Best practice of structure in PPM?

Henrik Jutterst
Tera Guru

Hi all!

We're about to implement PPM and start using this instead of previous project management tools (MS Project).

What I'm looking for is some sort of best practice on structure of Portfolio, Program, Project and Demand to an organisation with different business units.

Should a Portfolio be set up based on:

  • Business Unit
  • Type of project
  • Internal / External
  • Other structure

Pro/Con

  • Business Unit:
    • Pro: Logic structure. Each BU can see and handle their own programs/projects/demands
    • Con: Organisation structure will constantly change.
  • Type of project
    • Pro: Types will not change that often just be added.
    • Con: Might be a messy solution over time.
  • Internal / External
    • Pro: Very clear structure
    • Con: There might be some projects where it includes both internal and external projects
  • Other
    • Pro:
    • Con:

Please if you have any input or can link to related articles for PPM in ServiceNow where the discussion is about these type of architectural decisions.

We are running Jakarta and I've been looking at this documentation up til now.

Portfolio Management

Also looking into this one now: Project Portfolio Management | ServiceNow

13 REPLIES 13

Uncle Rob
Kilo Patron

My suggestion is that if your Org's PMO hasn't got its own model for Portfolio, don't use this functionality in SN.


Its probably the most common design miss-step I see in the ServiceNow space with respect to PPM.   You don't self-define Portfolio, so you define it on the spot.   By the time your PMO comes up with one, the paradigm has already been established and then its time for industrial scale dental surgery to refactor everything.



Other food for thought.   The portfolio only really exists for the benefit of upper echelon decision makers.   Its a reporting unit for a family of projects where reporting on individual projects isn't practical.   Having that designed in a bubble by the tool engineering resources is ineffective at best.


Thanks for the advice Robert!



We are looking to go Out Of the Box functionality as much as possible. At least in the beginning of the transformation into ServiceNow. But with this, we haven't been using the ServiceNow concept of Portfolio/Program/Demand earlier.



The thing is that we want all our business units that work with project in some way to work in the same way or at least with the same basic concept of setting up projects and delivering them.



What do you say, is this something that we need to set before continue with our implementation or do you think this can wait? I still really don't know how to get my head around this.. or if I should let it go?

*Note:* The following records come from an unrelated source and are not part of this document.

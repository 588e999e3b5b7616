//! Persistent worker pool executor.

use std::sync::Arc;
use std::time::Instant;

use parking_lot::Mutex;

use super::{log_barrier, ExecOptions, Executor};
use crate::constants::WORKER_THREAD_PREFIX;
use crate::error::ParError;
use crate::task::{Task, Work};

/// Construction options for [`ThreadPool`].
#[derive(Debug, Clone, PartialEq, Eq)]
pub struct ThreadPoolOptions {
    /// Worker count; 0 means the available parallelism.
    pub n_threads: usize,
    /// Spawn the workers now rather than on the first dispatch.
    pub start_on_construction: bool,
    /// Pin worker `i` to core `i mod n_cores`.
    pub pin_workers: bool,
    pub msg_on_start_up: bool,
    pub msg_on_shut_down: bool,
    pub msg_when_adding_tasks: bool,
}

impl Default for ThreadPoolOptions {
    fn default() -> Self {
        Self {
            n_threads: 0,
            start_on_construction: true,
            pin_workers: false,
            msg_on_start_up: false,
            msg_on_shut_down: false,
            msg_when_adding_tasks: false,
        }
    }
}

/// A persistent pool of named worker threads.
///
/// Each dispatch spawns one job per task into a scope on the pool and waits
/// for the scope to drain, so borrowed task state never outlives `execute`.
#[derive(Debug)]
pub struct ThreadPool {
    options: ThreadPoolOptions,
    n_threads: usize,
    pool: Mutex<Option<Arc<rayon::ThreadPool>>>,
}

impl ThreadPool {
    pub fn new(options: ThreadPoolOptions) -> Result<Self, ParError> {
        let n_threads = match options.n_threads {
            0 => std::thread::available_parallelism().map_or(1, std::num::NonZeroUsize::get),
            n => n,
        };
        let this = Self {
            options,
            n_threads,
            pool: Mutex::new(None),
        };
        if this.options.start_on_construction {
            this.pool()?;
        }
        Ok(this)
    }

    /// A started pool of `n_threads` workers with default options.
    pub fn with_threads(n_threads: usize) -> Result<Self, ParError> {
        Self::new(ThreadPoolOptions {
            n_threads,
            ..ThreadPoolOptions::default()
        })
    }

    pub fn options(&self) -> &ThreadPoolOptions {
        &self.options
    }

    /// True once the workers have been spawned.
    pub fn is_started(&self) -> bool {
        self.pool.lock().is_some()
    }

    fn pool(&self) -> Result<Arc<rayon::ThreadPool>, ParError> {
        let mut slot = self.pool.lock();
        if let Some(pool) = slot.as_ref() {
            return Ok(Arc::clone(pool));
        }
        let pool = Arc::new(self.build()?);
        if self.options.msg_on_start_up {
            tracing::info!(threads = self.n_threads, "thread pool started");
        }
        *slot = Some(Arc::clone(&pool));
        Ok(pool)
    }

    fn build(&self) -> Result<rayon::ThreadPool, ParError> {
        let mut builder = rayon::ThreadPoolBuilder::new()
            .num_threads(self.n_threads)
            .thread_name(|i| format!("{WORKER_THREAD_PREFIX}-{i}"));

        if self.options.pin_workers {
            match core_affinity::get_core_ids() {
                Some(cores) if !cores.is_empty() => {
                    builder = builder.start_handler(move |i| {
                        let core = cores[i % cores.len()];
                        if !core_affinity::set_for_current(core) {
                            tracing::warn!(worker = i, core = core.id, "failed to pin worker");
                        }
                    });
                }
                _ => tracing::warn!("core ids unavailable, workers left unpinned"),
            }
        }

        builder
            .build()
            .map_err(|e| ParError::Executor(format!("failed to start thread pool: {e}")))
    }
}

impl Executor for ThreadPool {
    fn n_processing_elements(&self) -> usize {
        self.n_threads
    }

    fn execute<W: Work>(
        &self,
        tasks: &mut [Task<W>],
        _options: &ExecOptions,
    ) -> Result<(), ParError> {
        let pool = self.pool()?;
        let started = Instant::now();
        if self.options.msg_when_adding_tasks {
            tracing::info!(tasks = tasks.len(), "adding tasks to thread pool");
        }
        tracing::debug!(executor = self.name(), tasks = tasks.len(), "dispatch");

        pool.scope(|scope| {
            for task in tasks.iter_mut() {
                scope.spawn(move |_| task.run());
            }
        });

        log_barrier(self.name(), tasks, started);
        Ok(())
    }

    fn name(&self) -> &'static str {
        "thread-pool"
    }
}

impl Drop for ThreadPool {
    fn drop(&mut self) {
        if self.options.msg_on_shut_down && self.is_started() {
            tracing::info!(threads = self.n_threads, "thread pool shutting down");
        }
    }
}

#[cfg(test)]
mod tests {
    use super::*;
    use crate::executor::test_support::square_tasks;
    use crate::task::{FnWork, TaskState};

    #[test]
    fn lazy_start() {
        let pool = ThreadPool::new(ThreadPoolOptions {
            n_threads: 2,
            start_on_construction: false,
            ..ThreadPoolOptions::default()
        })
        .unwrap();
        assert!(!pool.is_started());

        let mut tasks = square_tasks(2, None);
        pool.execute(&mut tasks, &ExecOptions::default()).unwrap();
        assert!(pool.is_started());
        assert!(tasks.iter().all(Task::is_finished));
    }

    #[test]
    fn zero_threads_uses_available_parallelism() {
        let pool = ThreadPool::with_threads(0).unwrap();
        assert!(pool.n_processing_elements() >= 1);
    }

    #[test]
    fn workers_are_named() {
        let pool = ThreadPool::with_threads(2).unwrap();
        let mut tasks: Vec<_> = (0..2)
            .map(|id| {
                Task::new(
                    id,
                    FnWork::new(|name: &mut String| {
                        *name = std::thread::current().name().unwrap_or_default().to_owned();
                    }),
                    String::new(),
                )
            })
            .collect();
        pool.execute(&mut tasks, &ExecOptions::default()).unwrap();
        for task in &tasks {
            assert!(task.result().get_or_wait().starts_with(WORKER_THREAD_PREFIX));
        }
    }

    #[test]
    fn pool_is_reused_across_batches() {
        let pool = ThreadPool::with_threads(3).unwrap();
        let mut tasks = square_tasks(6, None);
        for _ in 0..3 {
            for task in &mut tasks {
                task.reschedule();
            }
            pool.execute(&mut tasks, &ExecOptions::default()).unwrap();
            assert!(tasks.iter().all(Task::is_finished));
        }
        assert_eq!(tasks[5].result().get(), (25, true));
    }

    #[test]
    fn panic_stays_inside_the_barrier() {
        let pool = ThreadPool::with_threads(2).unwrap();
        let mut tasks = square_tasks(5, Some(4));
        pool.execute(&mut tasks, &ExecOptions::default()).unwrap();
        assert_eq!(tasks[4].state(), TaskState::Interrupted);
        assert!(!tasks[4].result().is_valid());
    }

    #[test]
    fn pinned_pool_still_runs() {
        let pool = ThreadPool::new(ThreadPoolOptions {
            n_threads: 2,
            pin_workers: true,
            msg_on_start_up: true,
            msg_on_shut_down: true,
            msg_when_adding_tasks: true,
            ..ThreadPoolOptions::default()
        })
        .unwrap();
        let mut tasks = square_tasks(2, None);
        pool.execute(&mut tasks, &ExecOptions::default()).unwrap();
        assert!(tasks.iter().all(Task::is_finished));
    }
}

Going "OOB as possible" is an awesome strategy... for configuration, but *not* in terms of data.   If PPM indeed comes packaged with Portfolios, its demo data, *not* a suggested best practice.  



Totally with you on "everyone should use it the same way", but your problem right now is that there isn't pre-defined "way" in the context of Portfolio Management.   You need a PMO authority to make that decision.   Its not a decision the tool config discipline should concern itself with.   If it were my ship, I'd deploy Project capability void of Portfolio.   People will naturally want to start rolling the Projects up... and that's where you'll point to your Process Flow docs with the big empty Portfolio process and say "then help me understand how the business does this".


richelle_pivec
Mega Guru

We're about to go to Prod with our PPM build, so I can tell you where we landed.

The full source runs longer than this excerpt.